# Generating Uniform Random Numbers on [0,1]

Chris Lomont, March 2017

Common advice for generating uniform random numbers in [0,1] in many languages looks like this [1,2,3]:

1 |
double value = ((double)rand())/(RAND_MAX); |

This however does not generate many possible floating-point numbers in $[0,1]$, leaving gaps – there are many floating-point numbers that should occur but cannot due to this method. To understand why, you need to understand how floating-point numbers are (usually) stored on computers.

Throughout we’ll assume the random number generators produce uniformly random integers in a known range.

## IEEE 754 floating-point format

The most common way to store floating-point numbers is the IEEE 754 format, which has 1 sign bit, $e$ exponent bits, and $m$ mantissa bits. I’ll write $S$ for the sign bit, $E$ for the exponent bit pattern and $M$ for the mantissa bit pattern. For a 64 bit `double`

used in C, C#, JavaScript, and many similar languages, it has this layout:

sign | exponent | mantissa |
---|---|---|

1 bit | 11 bits | 52 bits |

When $E\neq 0$ and $E\neq 2047$, this represents the floating point value $f=(-1)^S \times 2^{E-bias}\times 1.M$.
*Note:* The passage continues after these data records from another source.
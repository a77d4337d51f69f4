use clap::Parser;
use filesync_core::paths;
use std::path::PathBuf;
use std::time::Duration;

/// Name of the default state directory inside the synchronized directory.
pub const DEFAULT_STATE_DIR: &str = ".filesync";

#[derive(Parser, Debug)]
#[command(name = "filesync-daemon")]
#[command(about = "Keeps text files in agreement with their CRDT documents")]
pub struct Args {
    /// Directory holding the synchronized files
    #[arg(short, long, env = "FILESYNC_DIR")]
    pub dir: PathBuf,

    /// File to synchronize (repeatable)
    #[arg(short, long = "file", required = true)]
    pub files: Vec<String>,

    /// Seconds between sync passes (0 runs a single pass and exits)
    #[arg(short, long, default_value_t = 10)]
    pub interval: u64,

    /// Where cache records and document snapshots are kept
    #[arg(long)]
    pub state_dir: Option<PathBuf>,

    /// Enable verbose logging
    #[arg(long)]
    pub verbose: bool,
}

/// Validated daemon configuration.
#[derive(Debug, Clone)]
pub struct Config {
    pub dir: PathBuf,
    pub files: Vec<String>,
    /// `None` means a single pass
    pub interval: Option<Duration>,
    pub state_dir: PathBuf,
}

impl Config {
    pub fn from_args(args: Args) -> Result<Self, ConfigError> {
        if !args.dir.is_dir() {
            return Err(ConfigError::DirectoryNotFound(args.dir));
        }
        if args.files.is_empty() {
            return Err(ConfigError::NoFiles);
        }
        if let Some(bad) = args.files.iter().find(|name| !paths::is_syncable(name)) {
            return Err(ConfigError::InvalidFileName(bad.clone()));
        }

        let mut files = args.files;
        files.sort();
        files.dedup();

        let state_dir = args
            .state_dir
            .unwrap_or_else(|| args.dir.join(DEFAULT_STATE_DIR));
        let interval = (args.interval > 0).then(|| Duration::from_secs(args.interval));

        Ok(Self {
            dir: args.dir,
            files,
            interval,
            state_dir,
        })
    }
}

#[derive(Debug, thiserror::Error)]
pub enum ConfigError {
    #[error("Directory not found: {0:?}")]
    DirectoryNotFound(PathBuf),

    #[error("No files to synchronize")]
    NoFiles,

    #[error("Cannot synchronize {0:?}: must be a plain, non-hidden file name")]
    InvalidFileName(String),
}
When $E=0$ and $M=0$, then $f=0$.

These two cases are called *normal* numbers, and most numbers you’ll use fall in this category.

When $E=0$ and $M\neq 0$, then the value $f$ is $f=(-1)^S \times 2^{1-bias}\times 0.M$.
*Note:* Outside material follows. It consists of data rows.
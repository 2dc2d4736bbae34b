//! Layer 5: framework migrations.

use crate::error::Result;
use crate::transform::directive::ClientDirective;
use crate::transform::framework::{CreateRoot, LinkChildren, NavigationImports};
use crate::transform::{apply_visitors, ParseMode, Rewrite, SourceFile};

use super::{Layer, LayerId};

pub struct FrameworkLayer;

impl Layer for FrameworkLayer {
    fn id(&self) -> LayerId {
        LayerId::Framework
    }

    fn applies_to(&self, file: &SourceFile) -> bool {
        file.is_script() && file.config_kind().is_none()
    }

    fn transform(&self, code: &str, file: &SourceFile) -> Result<Rewrite> {
        // The directive goes first so the navigation pass sees it.
        apply_visitors(
            code,
            file,
            &[&ClientDirective, &NavigationImports, &LinkChildren, &CreateRoot],
            ParseMode::Strict,
        )
    }
}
This case is called a *subnormal* number. It lets you use smaller numbers than naively using the above format for all bit patterns. Note the implicit 0 in the mantissa and the 1 in the exponent, instead of 0. These ensure that all values behave nicely.
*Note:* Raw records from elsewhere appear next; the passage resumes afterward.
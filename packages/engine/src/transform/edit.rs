//! Span-anchored edits and the printer that splices them into source text.
//!
//! Edits never move existing text; they replace byte ranges or insert at
//! offsets. At a shared offset the order is: closing text of wrappers that
//! end there, plain insertions, opening text of wrappers that start there,
//! then any replacement starting there. Wrappers nest by tree depth, so an
//! outer guard opens before and closes after an inner one.

use oxc_span::Span;

use crate::api::{Change, ChangeKind};
use crate::error::{EngineError, Result};

use super::syntax::LineIndex;

#[derive(Debug, Clone, Copy, PartialEq, Eq, PartialOrd, Ord)]
enum Anchor {
    Close,
    Insert,
    Open,
    Replace,
}

#[derive(Debug, Clone)]
struct Edit {
    start: u32,
    end: u32,
    text: String,
    anchor: Anchor,
    depth: u32,
    seq: u32,
}

impl Edit {
    fn sort_key(&self) -> (u32, Anchor, i64, i64) {
        let (depth, seq) = (i64::from(self.depth), i64::from(self.seq));
        match self.anchor {
            Anchor::Close => (self.start, self.anchor, -depth, -seq),
            Anchor::Open => (self.start, self.anchor, depth, seq),
            Anchor::Insert | Anchor::Replace => (self.start, self.anchor, 0, seq),
        }
    }
}

#[derive(Debug, Default, Clone)]
pub struct EditSet {
    edits: Vec<Edit>,
    next_seq: u32,
}

impl EditSet {
    pub fn new() -> Self {
        Self::default()
    }

    pub fn is_empty(&self) -> bool {
        self.edits.is_empty()
    }

    pub fn len(&self) -> usize {
        self.edits.len()
    }

    pub fn replace(&mut self, span: Span, text: impl Into<String>) {
        let anchor = if span.start == span.end {
            Anchor::Insert
        } else {
            Anchor::Replace
        };
        self.push(span.start, span.end, text.into(), anchor, 0);
    }

    pub fn remove(&mut self, span: Span) {
        self.replace(span, String::new());
    }

    pub fn insert(&mut self, at: u32, text: impl Into<String>) {
        self.push(at, at, text.into(), Anchor::Insert, 0);
    }

    /// Surround `span` with `before` / `after`. `depth` is the tree depth of
    /// the wrapped node and decides nesting among wrappers sharing an offset.
    pub fn wrap(&mut self, span: Span, before: impl Into<String>, after: impl Into<String>, depth: u32) {
        self.push(span.start, span.start, before.into(), Anchor::Open, depth);
        self.push(span.end, span.end, after.into(), Anchor::Close, depth);
    }

    fn push(&mut self, start: u32, end: u32, text: String, anchor: Anchor, depth: u32) {
        let seq = self.next_seq;
        self.next_seq += 1;
        self.edits.push(Edit {
            start,
            end,
            text,
            anchor,
            depth,
            seq,
        });
    }

    /// Splice every edit into `source`. Overlapping replacements, or an
    /// insertion strictly inside a replaced range, are a conflict.
    pub fn apply(mut self, source: &str) -> Result<String> {
        self.edits.sort_by_key(Edit::sort_key);

        let mut out = String::with_capacity(source.len() + 64);
        let mut cursor = 0u32;
        for edit in &self.edits {
            let (start, end) = (edit.start as usize, edit.end as usize);
            if edit.start < cursor
                || end > source.len()
                || !source.is_char_boundary(start)
                || !source.is_char_boundary(end)
            {
                return Err(EngineError::EditConflict { offset: edit.start });
            }
            out.push_str(&source[cursor as usize..start]);
            out.push_str(&edit.text);
            cursor = edit.end;
        }
        out.push_str(&source[cursor as usize..]);
        Ok(out)
    }
}

/// Output of one rewriting pass.
#[derive(Debug, Clone, Default)]
pub struct Rewrite {
    pub code: String,
    pub changes: Vec<Change>,
    pub warnings: Vec<String>,
}

/// Collects edits and the audit trail for one pass over one text.
pub struct Rewriter<'s> {
    text: &'s str,
    lines: LineIndex,
    edits: EditSet,
    changes: Vec<Change>,
    warnings: Vec<String>,
}

impl<'s> Rewriter<'s> {
    pub fn new(text: &'s str) -> Self {
        Self {
            text,
            lines: LineIndex::new(text),
            edits: EditSet::new(),
            changes: Vec::new(),
            warnings: Vec::new(),
        }
    }

    pub fn text(&self) -> &'s str {
        self.text
    }

    pub fn replace(&mut self, span: Span, text: impl Into<String>) {
        self.edits.replace(span, text);
    }

    pub fn remove(&mut self, span: Span) {
        self.edits.remove(span);
    }

    pub fn insert(&mut self, at: u32, text: impl Into<String>) {
        self.edits.insert(at, text);
    }

    pub fn wrap(&mut self, span: Span, before: impl Into<String>, after: impl Into<String>, depth: u32) {
        self.edits.wrap(span, before, after, depth);
    }

    /// Record a change located at byte `offset` of the input text.
    pub fn change(&mut self, kind: ChangeKind, description: impl Into<String>, offset: u32) {
        let location = self.lines.location(self.text, offset);
        self.changes.push(Change::new(kind, description).at(location));
    }

    pub fn warn(&mut self, message: impl Into<String>) {
        self.warnings.push(message.into());
    }

    pub fn change_count(&self) -> usize {
        self.changes.len()
    }

    pub fn finish(self) -> Result<Rewrite> {
        let code = if self.edits.is_empty() {
            self.text.to_string()
        } else {
            self.edits.apply(self.text)?
        };
        Ok(Rewrite {
            code,
            changes: self.changes,
            warnings: self.warnings,
        })
    }
}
When $E=2047$ and $M=0$, the bit patterns represents signed $\infty$.

When $E=2047$ and $M\neq0$, the bit pattern represents **NaNs** (Not a Number), used for error conditions.

The *bias* for a 64-bit IEEE 754 floating-point number is 1023, allowing positive and negative exponents. The $1.M$ symbols mean there is an implied 1 bit, then a decimal point, then $M$ is the 52 bits following the decimal. Thus if $M=1010…000_2$, $1.M$ is $1+1\times\frac{1}{2}+0\times\frac{1}{4}+1\times\frac{1}{8}+0…0=1.625$. When a number is stored in this format the hardware determines position of the leading 1 bit, from that computes the exponent bits $E$, and if $E>0$, removes the implicit leading bit, and stores the next 52 bits for $M$. If $E>2046$, then one of the infinities is stored. If $E=0$, then subnormal numbers are stored.

For the rest of this article we’ll use the non-negative floating-point values, i.e., $S=0$.

## The problem

So, now that you understand the format, why is the original code bad? The first problem is `rand()`

in many languages does not generate enough values; in many C environments `RAND_MAX`

was (is?) 32767, meaning there are only 32767 possible output values. This is fine for a few uses, but if you really need a large number of floating-point values with more variety for modern simulations, you need more possible output values.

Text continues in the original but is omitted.